• _What to work on_: Only a slice of the listing below is wanted. Retype the lines from the one containing "if let Err(e) = validate_timeout(&timeout)" through the one containing "pub struct LoggingSettings", exactly, both ends included.

• _The data_:
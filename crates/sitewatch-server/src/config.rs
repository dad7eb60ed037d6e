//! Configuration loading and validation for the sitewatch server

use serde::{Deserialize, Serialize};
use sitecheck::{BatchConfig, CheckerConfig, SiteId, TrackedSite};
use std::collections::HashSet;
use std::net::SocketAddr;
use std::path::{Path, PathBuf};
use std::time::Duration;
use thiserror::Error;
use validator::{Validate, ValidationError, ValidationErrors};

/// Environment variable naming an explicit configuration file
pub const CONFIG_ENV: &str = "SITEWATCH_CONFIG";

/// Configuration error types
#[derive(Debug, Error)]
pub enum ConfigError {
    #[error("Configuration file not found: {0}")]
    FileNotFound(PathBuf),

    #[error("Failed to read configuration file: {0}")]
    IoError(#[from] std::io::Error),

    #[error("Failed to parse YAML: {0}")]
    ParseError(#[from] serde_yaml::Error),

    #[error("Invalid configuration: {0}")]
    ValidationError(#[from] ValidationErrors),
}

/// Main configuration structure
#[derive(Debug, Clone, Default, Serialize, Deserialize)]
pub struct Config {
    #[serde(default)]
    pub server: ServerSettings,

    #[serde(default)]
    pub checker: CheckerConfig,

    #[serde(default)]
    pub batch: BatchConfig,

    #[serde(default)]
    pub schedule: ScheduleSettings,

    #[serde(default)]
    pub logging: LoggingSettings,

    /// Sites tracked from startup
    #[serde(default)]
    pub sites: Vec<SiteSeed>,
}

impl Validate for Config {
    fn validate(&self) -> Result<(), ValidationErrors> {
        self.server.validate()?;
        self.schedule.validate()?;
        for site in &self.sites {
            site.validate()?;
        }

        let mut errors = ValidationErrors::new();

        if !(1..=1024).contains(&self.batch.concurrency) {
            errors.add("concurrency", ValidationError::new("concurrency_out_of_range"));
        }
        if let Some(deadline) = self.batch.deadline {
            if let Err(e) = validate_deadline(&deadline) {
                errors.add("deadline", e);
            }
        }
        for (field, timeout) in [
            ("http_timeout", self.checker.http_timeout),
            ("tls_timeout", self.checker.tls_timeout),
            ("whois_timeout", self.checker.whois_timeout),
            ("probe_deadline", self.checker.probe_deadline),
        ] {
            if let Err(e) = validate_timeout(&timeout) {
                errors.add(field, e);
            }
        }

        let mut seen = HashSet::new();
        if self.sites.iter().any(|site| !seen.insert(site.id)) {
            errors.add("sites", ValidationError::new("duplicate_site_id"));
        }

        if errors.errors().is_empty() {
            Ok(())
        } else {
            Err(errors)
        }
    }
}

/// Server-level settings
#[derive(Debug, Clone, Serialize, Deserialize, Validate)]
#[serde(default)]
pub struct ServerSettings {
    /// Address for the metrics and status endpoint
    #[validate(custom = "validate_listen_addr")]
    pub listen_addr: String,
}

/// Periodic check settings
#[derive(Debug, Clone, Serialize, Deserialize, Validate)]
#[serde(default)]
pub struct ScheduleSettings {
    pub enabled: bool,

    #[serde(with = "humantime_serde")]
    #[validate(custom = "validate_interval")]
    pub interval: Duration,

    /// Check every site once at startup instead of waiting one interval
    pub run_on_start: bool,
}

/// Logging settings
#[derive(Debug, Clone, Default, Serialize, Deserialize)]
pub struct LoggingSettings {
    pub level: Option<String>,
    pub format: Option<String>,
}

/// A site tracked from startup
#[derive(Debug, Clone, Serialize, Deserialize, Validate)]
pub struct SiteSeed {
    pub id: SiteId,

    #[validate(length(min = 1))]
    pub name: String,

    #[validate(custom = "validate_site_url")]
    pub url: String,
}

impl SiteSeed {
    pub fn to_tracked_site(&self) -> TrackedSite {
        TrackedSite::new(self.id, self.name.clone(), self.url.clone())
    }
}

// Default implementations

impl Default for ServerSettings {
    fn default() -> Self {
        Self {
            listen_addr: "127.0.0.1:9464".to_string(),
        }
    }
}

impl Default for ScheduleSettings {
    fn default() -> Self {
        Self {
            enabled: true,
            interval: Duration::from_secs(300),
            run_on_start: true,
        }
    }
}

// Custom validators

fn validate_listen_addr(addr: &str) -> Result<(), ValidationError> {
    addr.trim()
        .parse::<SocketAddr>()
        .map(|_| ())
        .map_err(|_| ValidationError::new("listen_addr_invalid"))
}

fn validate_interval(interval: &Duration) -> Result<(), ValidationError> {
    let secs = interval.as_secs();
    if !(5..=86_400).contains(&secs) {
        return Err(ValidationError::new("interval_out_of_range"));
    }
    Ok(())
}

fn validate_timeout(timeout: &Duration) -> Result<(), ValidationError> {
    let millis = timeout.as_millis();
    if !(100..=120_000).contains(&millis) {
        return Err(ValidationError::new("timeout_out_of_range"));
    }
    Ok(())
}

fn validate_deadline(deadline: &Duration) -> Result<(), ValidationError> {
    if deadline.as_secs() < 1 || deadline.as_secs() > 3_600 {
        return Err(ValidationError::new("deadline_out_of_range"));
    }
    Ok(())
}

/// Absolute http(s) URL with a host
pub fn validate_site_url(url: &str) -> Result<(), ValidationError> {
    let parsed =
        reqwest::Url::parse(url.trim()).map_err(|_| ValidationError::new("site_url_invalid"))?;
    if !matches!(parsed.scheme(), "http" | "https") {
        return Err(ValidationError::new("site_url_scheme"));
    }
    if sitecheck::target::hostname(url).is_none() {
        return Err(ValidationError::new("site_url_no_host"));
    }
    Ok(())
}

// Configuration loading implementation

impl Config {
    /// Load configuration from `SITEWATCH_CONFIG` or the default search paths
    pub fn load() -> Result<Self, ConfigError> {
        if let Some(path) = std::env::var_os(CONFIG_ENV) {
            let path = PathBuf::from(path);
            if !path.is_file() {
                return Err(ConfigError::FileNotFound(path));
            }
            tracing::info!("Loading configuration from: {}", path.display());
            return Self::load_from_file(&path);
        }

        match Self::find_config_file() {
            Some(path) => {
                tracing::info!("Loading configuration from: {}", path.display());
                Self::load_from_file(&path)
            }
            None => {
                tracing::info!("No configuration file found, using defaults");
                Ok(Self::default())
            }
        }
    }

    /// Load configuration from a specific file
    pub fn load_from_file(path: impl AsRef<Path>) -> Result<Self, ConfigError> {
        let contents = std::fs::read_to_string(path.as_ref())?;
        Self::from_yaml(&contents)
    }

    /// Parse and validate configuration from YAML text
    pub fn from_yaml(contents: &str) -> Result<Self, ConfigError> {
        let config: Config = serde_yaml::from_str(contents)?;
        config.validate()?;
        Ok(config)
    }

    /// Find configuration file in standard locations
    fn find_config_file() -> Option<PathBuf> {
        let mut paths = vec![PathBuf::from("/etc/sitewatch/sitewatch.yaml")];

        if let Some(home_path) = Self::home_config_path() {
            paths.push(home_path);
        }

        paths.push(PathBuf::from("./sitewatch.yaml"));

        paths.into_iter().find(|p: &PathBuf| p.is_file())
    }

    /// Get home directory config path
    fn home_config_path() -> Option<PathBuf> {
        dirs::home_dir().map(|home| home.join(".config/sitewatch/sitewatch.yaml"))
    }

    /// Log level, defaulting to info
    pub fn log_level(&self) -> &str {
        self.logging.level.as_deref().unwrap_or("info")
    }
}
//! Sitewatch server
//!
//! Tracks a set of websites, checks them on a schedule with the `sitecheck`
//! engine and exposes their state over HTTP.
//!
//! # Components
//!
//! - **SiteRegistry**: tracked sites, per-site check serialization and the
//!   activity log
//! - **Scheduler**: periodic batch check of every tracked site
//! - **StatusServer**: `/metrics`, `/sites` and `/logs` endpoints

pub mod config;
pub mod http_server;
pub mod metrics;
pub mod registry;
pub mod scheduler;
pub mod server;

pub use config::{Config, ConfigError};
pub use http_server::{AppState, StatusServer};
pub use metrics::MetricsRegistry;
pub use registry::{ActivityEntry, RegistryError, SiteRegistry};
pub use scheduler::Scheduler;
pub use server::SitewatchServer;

• _Output of the exercise_:
            if let Err(e) = validate_timeout(&timeout) {
                errors.add(field, e);
            }
        }

        let mut seen = HashSet::new();
        if self.sites.iter().any(|site| !seen.insert(site.id)) {
            errors.add("sites", ValidationError::new("duplicate_site_id"));
        }

        if errors.errors().is_empty() {
            Ok(())
        } else {
            Err(errors)
        }
    }
}

/// Server-level settings
#[derive(Debug, Clone, Serialize, Deserialize, Validate)]
#[serde(default)]
pub struct ServerSettings {
    /// Address for the metrics and status endpoint
    #[validate(custom = "validate_listen_addr")]
    pub listen_addr: String,
}

/// Periodic check settings
#[derive(Debug, Clone, Serialize, Deserialize, Validate)]
#[serde(default)]
pub struct ScheduleSettings {
    pub enabled: bool,

    #[serde(with = "humantime_serde")]
    #[validate(custom = "validate_interval")]
    pub interval: Duration,

    /// Check every site once at startup instead of waiting one interval
    pub run_on_start: bool,
}

/// Logging settings
#[derive(Debug, Clone, Default, Serialize, Deserialize)]
pub struct LoggingSettings {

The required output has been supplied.